While a series of genetic and epigenetic events in a single cell may be necessary for oncogenesis, they may not be sufficient and a permissive microenvironment has been hypothesized to be required for frank malignancy to emerge26
. Examples of microenvironmental contributions to neoplasia include a necessary mast cell contribution to Nf1 induced neurofibromas27
and mesenchymal cell alteration of epithelial tumor growth kinetics28,29
. Changes in a tissue microenvironment have also been suggested to precede and promote the initiation of genetic events by creating a “pre-malignant” state characterized by disruption of quiescence inducing signals or increases in proliferative signaling30,31
. This has been validated experimentally with altered TGF-β signaling in tissue fibroblasts32
and with myeloid progenitor expansion following RAR-γ deletion in bone marrow or Rb deficiency in hematopoietic and microenvironmental cells33,34
Our findings further the paradigm of malignancy resulting from the interplay of cell autonomous and microenvironmentally determined events and point to the microenvironment as the site of the initiating event that leads to secondary genetic changes in other cells. It is therefore possible to envision a ‘niche-based’ model of oncogenesis whereby a change in a specific microenvironmental cell can serve as the primary moment in a multi-step process toward malignancy of a supported, but distinct cell type. Signals from the microenvironment may select for subsequent transforming events and therefore such signals may represent candidate therapeutic targets in both treatment and prevention strategies.

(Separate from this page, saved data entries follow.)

//! Blocked-hostname filter: an approximate-membership set fed from remote
//! newline-delimited blocklists. False positives are possible and show up as
//! spurious blocks; entries inserted since the last reset are never missed.

use std::sync::{Mutex, RwLock, RwLockReadGuard, RwLockWriteGuard};
use std::time::Duration;

use bloom::{BloomFilter, ASMS};
use tracing::{info, warn};

/// Built-in blocklist source.
pub const DEFAULT_SOURCES: &[&str] = &["https://zerodot1.gitlab.io/CoinBlockerLists/list.txt"];

const FILTER_CAPACITY: u32 = 1_000_000;
const FILTER_FP_RATE: f32 = 0.01;
const FETCH_TIMEOUT: Duration = Duration::from_secs(600);

pub struct DomainFilter {
    inner: RwLock<BloomFilter>,
    sources: Mutex<Vec<String>>,
    /// Serializes whole-filter reloads; reads never wait on the network
    /// because the replacement filter is staged outside `inner`'s lock.
    reload: tokio::sync::Mutex<()>,
    http: reqwest::Client,
}

impl DomainFilter {
    pub fn new(sources: Vec<String>) -> Self {
        let http = reqwest::Client::builder()
            .timeout(FETCH_TIMEOUT)
            .build()
            .unwrap_or_default();
        Self {
            inner: RwLock::new(BloomFilter::with_rate(FILTER_FP_RATE, FILTER_CAPACITY)),
            sources: Mutex::new(sources),
            reload: tokio::sync::Mutex::new(()),
            http,
        }
    }

    pub fn with_default_sources() -> Self {
        Self::new(DEFAULT_SOURCES.iter().map(|s| s.to_string()).collect())
    }

    pub fn contains(&self, domain: &str) -> bool {
        self.read().contains(&domain)
    }

    pub fn insert(&self, domain: &str) {
        self.write().insert(&domain);
    }

    /// Drop every entry. Membership answers start over from empty.
    pub fn reset(&self) {
        self.write().clear();
    }

    /// Fetch each URL and insert every non-empty line into the live filter.
    /// Failed sources are logged and skipped; whatever loaded stays loaded.
    /// The URLs are appended to the configured source list for later
    /// upgrades.
    pub async fn add_sources(&self, urls: &[String]) {
        for url in urls {
            match self.fetch_lines(url).await {
                Ok(lines) => {
                    let mut filter = self.write();
                    for line in &lines {
                        filter.insert(&line.as_str());
                    }
                    info!(url = url.as_str(), entries = lines.len(), "blocklist source loaded");
                }
                Err(e) => warn!(url = url.as_str(), error = %e, "blocklist fetch failed"),
            }
        }

        let mut sources = self.sources.lock().unwrap_or_else(|e| e.into_inner());
        for url in urls {
            if !sources.contains(url) {
                sources.push(url.clone());
            }
        }
    }

    /// Rebuild from the configured sources: reset plus re-add, atomic from
    /// the reader's point of view. The fresh filter is filled off-lock and
    /// swapped in at the end.
    pub async fn upgrade(&self) {
        let _guard = self.reload.lock().await;
        let sources: Vec<String> = self
            .sources
            .lock()
            .unwrap_or_else(|e| e.into_inner())
            .clone();

        let mut fresh = BloomFilter::with_rate(FILTER_FP_RATE, FILTER_CAPACITY);
        for url in &sources {
            match self.fetch_lines(url).await {
                Ok(lines) => {
                    for line in &lines {
                        fresh.insert(&line.as_str());
                    }
                    info!(url = url.as_str(), entries = lines.len(), "blocklist source reloaded");
                }
                Err(e) => warn!(url = url.as_str(), error = %e, "blocklist fetch failed"),
            }
        }

        *self.write() = fresh;
    }

    async fn fetch_lines(&self, url: &str) -> anyhow::Result<Vec<String>> {
        let resp = self.http.get(url).send().await?;
        if !resp.status().is_success() {
            anyhow::bail!("HTTP {} for {}", resp.status(), url);
        }
        let body = resp.text().await?;
        Ok(body
            .lines()
            .map(str::trim)
            .filter(|line| !line.is_empty())
            .map(ToOwned::to_owned)
            .collect())
    }

    fn read(&self) -> RwLockReadGuard<'_, BloomFilter> {
        self.inner.read().unwrap_or_else(|e| e.into_inner())
    }

    fn write(&self) -> RwLockWriteGuard<'_, BloomFilter> {
        self.inner.write().unwrap_or_else(|e| e.into_inner())
    }
}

Whether osteoprogenitor cell abnormalities play a role in the pathogenesis of human MDS and leukemia cannot be discerned from our studies. MDS is a heterogeneous disorder in which cytogenetics can be normal or reveal specific clonal lesions such as deletion of 5q. A role for the microenvironment in MDS has been raised, and reduced osteoblast surface and unchanged bone volume similar to our OCDfl/fl
model has been reported35
. Our findings raise the possibility that microenvironmental alterations may precede and facilitate clonal evolution in MDS. Studies examining patient samples will explore this possibility.

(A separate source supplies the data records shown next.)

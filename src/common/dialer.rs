//! Outbound TCP dialing with the socket options every relay connection gets.

use std::time::Duration;

use tokio::net::TcpStream;

use super::error::Error;

const CONNECT_TIMEOUT: Duration = Duration::from_secs(5);
const KEEPALIVE_PERIOD: Duration = Duration::from_secs(30);

/// Connect to `addr` ("host:port") and apply keep-alive and TCP_NODELAY.
pub async fn dial(addr: &str) -> Result<TcpStream, Error> {
    let stream = tokio::time::timeout(CONNECT_TIMEOUT, TcpStream::connect(addr))
        .await
        .map_err(|_| Error::DialFailed(format!("connect timeout to {addr}")))?
        .map_err(|e| Error::DialFailed(format!("{addr}: {e}")))?;

    let sock_ref = socket2::SockRef::from(&stream);
    let keepalive = socket2::TcpKeepalive::new().with_time(KEEPALIVE_PERIOD);
    sock_ref.set_tcp_keepalive(&keepalive)?;
    stream.set_nodelay(true)?;
    Ok(stream)
}
//! Restart restore: persisted records come back as running tenants with
//! their counters, and dirty records are dropped.

use std::sync::Arc;

use sspool::app::restore_users;
use sspool::common::IpPolicy;
use sspool::dns::Resolver;
use sspool::filter::DomainFilter;
use sspool::proxy::ServerContext;
use sspool::registry::Registry;
use sspool::store::UserStore;

fn registry() -> Arc<Registry> {
    let filter = Arc::new(DomainFilter::new(Vec::new()));
    let policy = Arc::new(IpPolicy::new());
    let resolver = Arc::new(Resolver::new(filter.clone(), policy.clone()));
    Arc::new(Registry::new(Arc::new(ServerContext {
        resolver,
        filter,
        policy,
        hijack: None,
    })))
}

#[tokio::test]
async fn restore_brings_back_users_with_counters() {
    let dir = tempfile::tempdir().unwrap();
    let path = dir.path().join("users.json");

    // First process life: persist a user, counters included.
    {
        let store = UserStore::open(&path).unwrap();
        store
            .put_config("u", "AES-256-GCM", "p", 18388)
            .unwrap();
        store.put_counters("u", 42, 17).unwrap();
    }

    // Second process life: restore from disk.
    let registry = registry();
    let store = Arc::new(UserStore::open(&path).unwrap());
    let report = restore_users(&registry, &store).await;
    assert_eq!(report.started, 1);
    assert_eq!(report.failed, 0);

    let snap = registry.snapshot().await;
    assert_eq!(snap["u"], (42, 17));

    let port = registry.get("u").await.unwrap().port();
    assert_eq!(port, 18388);
    tokio::net::TcpStream::connect(("127.0.0.1", port))
        .await
        .expect("restored user must be listening");

    registry.shutdown_all().await;
}

#[tokio::test]
async fn restore_drops_records_that_cannot_start() {
    let dir = tempfile::tempdir().unwrap();
    let path = dir.path().join("users.json");

    {
        let store = UserStore::open(&path).unwrap();
        store.put_config("good", "AES-128-GCM", "p", 0).unwrap();
        store.put_config("bad", "no-such-cipher", "p", 0).unwrap();
    }

    let registry = registry();
    let store = Arc::new(UserStore::open(&path).unwrap());
    let report = restore_users(&registry, &store).await;
    assert_eq!(report.started, 1);
    assert_eq!(report.failed, 1);

    assert!(registry.exists("good").await);
    assert!(!registry.exists("bad").await);
    assert!(store.get("bad").is_none(), "dirty record is purged");

    registry.shutdown_all().await;
}

#[tokio::test]
async fn missing_counters_restore_as_zero() {
    let dir = tempfile::tempdir().unwrap();
    let path = dir.path().join("users.json");
    std::fs::write(
        &path,
        r#"{"u":{"cipher":"AES-128-GCM","password":"p","port":0}}"#,
    )
    .unwrap();

    let registry = registry();
    let store = Arc::new(UserStore::open(&path).unwrap());
    restore_users(&registry, &store).await;

    let snap = registry.snapshot().await;
    assert_eq!(snap["u"], (0, 0));
    registry.shutdown_all().await;
}
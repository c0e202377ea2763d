//! 用户配置与计数的持久化。
//!
//! 每个用户一条记录（cipher/password/port/traffic/time），整体序列化为一份
//! JSON 文档，写入时先写临时文件再原子重命名。配置在添加与修改时写入，
//! 计数在停止时写入，进程重启时整体载入。

use std::collections::HashMap;
use std::path::PathBuf;
use std::sync::{RwLock, RwLockReadGuard, RwLockWriteGuard};

use serde::{Deserialize, Serialize};

use crate::common::{Error, Result};

/// 单个用户的持久化记录
#[derive(Debug, Clone, PartialEq, Serialize, Deserialize)]
pub struct UserRecord {
    pub cipher: String,
    pub password: String,
    pub port: u16,
    #[serde(default)]
    pub traffic: u64,
    #[serde(default)]
    pub time: i64,
}

pub struct UserStore {
    path: PathBuf,
    records: RwLock<HashMap<String, UserRecord>>,
}

impl UserStore {
    /// 打开存储。文件不存在视为空库；内容损坏则返回错误（启动失败）。
    pub fn open(path: impl Into<PathBuf>) -> Result<Self> {
        let path = path.into();
        let records = match std::fs::read_to_string(&path) {
            Ok(data) => serde_json::from_str(&data)
                .map_err(|e| Error::Store(format!("corrupt store '{}': {e}", path.display())))?,
            Err(e) if e.kind() == std::io::ErrorKind::NotFound => HashMap::new(),
            Err(e) => {
                return Err(Error::Store(format!("open '{}': {e}", path.display())));
            }
        };
        Ok(Self {
            path,
            records: RwLock::new(records),
        })
    }

    /// 写入（或更新）配置字段，保留已有计数。
    pub fn put_config(&self, name: &str, cipher: &str, password: &str, port: u16) -> Result<()> {
        let mut records = self.write();
        let entry = records
            .entry(name.to_string())
            .or_insert_with(|| UserRecord {
                cipher: String::new(),
                password: String::new(),
                port,
                traffic: 0,
                time: 0,
            });
        entry.cipher = cipher.to_string();
        entry.password = password.to_string();
        entry.port = port;
        self.save(&records)
    }

    /// 写入计数字段；记录必须已存在。
    pub fn put_counters(&self, name: &str, traffic: u64, time: i64) -> Result<()> {
        let mut records = self.write();
        let Some(entry) = records.get_mut(name) else {
            return Err(Error::Store(format!("no record for '{name}'")));
        };
        entry.traffic = traffic;
        entry.time = time;
        self.save(&records)
    }

    /// 删除整条记录；不存在时为空操作。
    pub fn delete(&self, name: &str) -> Result<()> {
        let mut records = self.write();
        if records.remove(name).is_some() {
            return self.save(&records);
        }
        Ok(())
    }

    pub fn get(&self, name: &str) -> Option<UserRecord> {
        self.read().get(name).cloned()
    }

    pub fn load_all(&self) -> HashMap<String, UserRecord> {
        self.read().clone()
    }

    /// 原子落盘：temp + rename。
    fn save(&self, records: &HashMap<String, UserRecord>) -> Result<()> {
        let json = serde_json::to_string_pretty(records)
            .map_err(|e| Error::Store(format!("serialize failed: {e}")))?;
        let tmp = self.path.with_extension("tmp");
        std::fs::write(&tmp, &json)
            .map_err(|e| Error::Store(format!("write '{}': {e}", tmp.display())))?;
        std::fs::rename(&tmp, &self.path)
            .map_err(|e| Error::Store(format!("rename to '{}': {e}", self.path.display())))?;
        Ok(())
    }

    fn read(&self) -> RwLockReadGuard<'_, HashMap<String, UserRecord>> {
        self.records.read().unwrap_or_else(|e| e.into_inner())
    }

    fn write(&self) -> RwLockWriteGuard<'_, HashMap<String, UserRecord>> {
        self.records.write().unwrap_or_else(|e| e.into_inner())
    }
}

#[cfg(test)]
mod tests {
    use super::*;

    fn store_path(dir: &tempfile::TempDir) -> PathBuf {
        dir.path().join("users.json")
    }

    #[test]
    fn open_missing_file_is_empty() {
        let dir = tempfile::tempdir().unwrap();
        let store = UserStore::open(store_path(&dir)).unwrap();
        assert!(store.load_all().is_empty());
    }

    #[test]
    fn config_and_counters_roundtrip() {
        let dir = tempfile::tempdir().unwrap();
        let path = store_path(&dir);

        {
            let store = UserStore::open(&path).unwrap();
            store
                .put_config("alice", "AES-256-GCM", "secret", 18388)
                .unwrap();
            store.put_counters("alice", 42, 17).unwrap();
        }

        let store = UserStore::open(&path).unwrap();
        let record = store.get("alice").unwrap();
        assert_eq!(
            record,
            UserRecord {
                cipher: "AES-256-GCM".into(),
                password: "secret".into(),
                port: 18388,
                traffic: 42,
                time: 17,
            }
        );
    }

    #[test]
    fn put_config_preserves_counters() {
        let dir = tempfile::tempdir().unwrap();
        let store = UserStore::open(store_path(&dir)).unwrap();
        store.put_config("alice", "AES-128-GCM", "a", 1000).unwrap();
        store.put_counters("alice", 7, 3).unwrap();
        store.put_config("alice", "AES-256-GCM", "b", 1000).unwrap();

        let record = store.get("alice").unwrap();
        assert_eq!(record.cipher, "AES-256-GCM");
        assert_eq!((record.traffic, record.time), (7, 3));
    }

    #[test]
    fn counters_require_existing_record() {
        let dir = tempfile::tempdir().unwrap();
        let store = UserStore::open(store_path(&dir)).unwrap();
        assert!(matches!(
            store.put_counters("ghost", 1, 1),
            Err(Error::Store(_))
        ));
    }

    #[test]
    fn delete_removes_the_whole_record() {
        let dir = tempfile::tempdir().unwrap();
        let path = store_path(&dir);
        let store = UserStore::open(&path).unwrap();
        store.put_config("alice", "AES-128-GCM", "a", 1000).unwrap();
        store.delete("alice").unwrap();
        store.delete("alice").unwrap(); // idempotent

        let reopened = UserStore::open(&path).unwrap();
        assert!(reopened.get("alice").is_none());
    }

    #[test]
    fn corrupt_store_fails_open() {
        let dir = tempfile::tempdir().unwrap();
        let path = store_path(&dir);
        std::fs::write(&path, b"{ not json").unwrap();
        assert!(matches!(UserStore::open(&path), Err(Error::Store(_))));
    }

    #[test]
    fn missing_counter_fields_default_to_zero() {
        let dir = tempfile::tempdir().unwrap();
        let path = store_path(&dir);
        std::fs::write(
            &path,
            r#"{"alice":{"cipher":"AES-128-GCM","password":"p","port":18388}}"#,
        )
        .unwrap();
        let store = UserStore::open(&path).unwrap();
        let record = store.get("alice").unwrap();
        assert_eq!((record.traffic, record.time), (0, 0));
    }
}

The Sbds studies provide further suggestive links to human disease. The human syndrome combines features seen in our model and raises the issue of whether both the pathophysiology of the disorder and the difficulty in treating this syndrome with bone marrow transplantation is in part due to a microenvironmental defect in the bone marrow.
The function of Sbds
is itself unclear, but it has been implicated in ribosomal biogenesis23
and may therefore share with Dicer1
the ability to modulate the gene expression ‘landscape.’ While we pursued Sbds
because its expression was decreased in the absence of Dicer1
, levels in OCSfl/fl
are likely to be even lower and as a consequence, may not faithfully portray the role of Sbds
in our model. We therefore regard Sbds
as a candidate participant in the phenotype of OCDfl/fl
mice, but further studies will be needed to define the collaborating molecules causing the hematopoietic abnormalities.
These studies were initiated focusing on the stem cell niche, but the results indicate that individual microenvironment constituents can serve as regulators of tissue functions beyond that of stem cell support. Osteoprogenitor dysfunction induced altered proliferation and differentiation of both HSCs and distinct hematopoietic progenitor subsets and induced changes in the tissue architecture. Within a tissue microenvironment, certain elements may have far broader, integrative functions as the osteoprogenitor cells did here. There may be a hierarchy of activity within niche components as well as the cells they regulate. Our studies provide the rationale for further exploration of the complexity of mesenchymal ‘stroma’ and the role specific mesenchymal subsets may play as primary regulators of normal and disordered tissue function.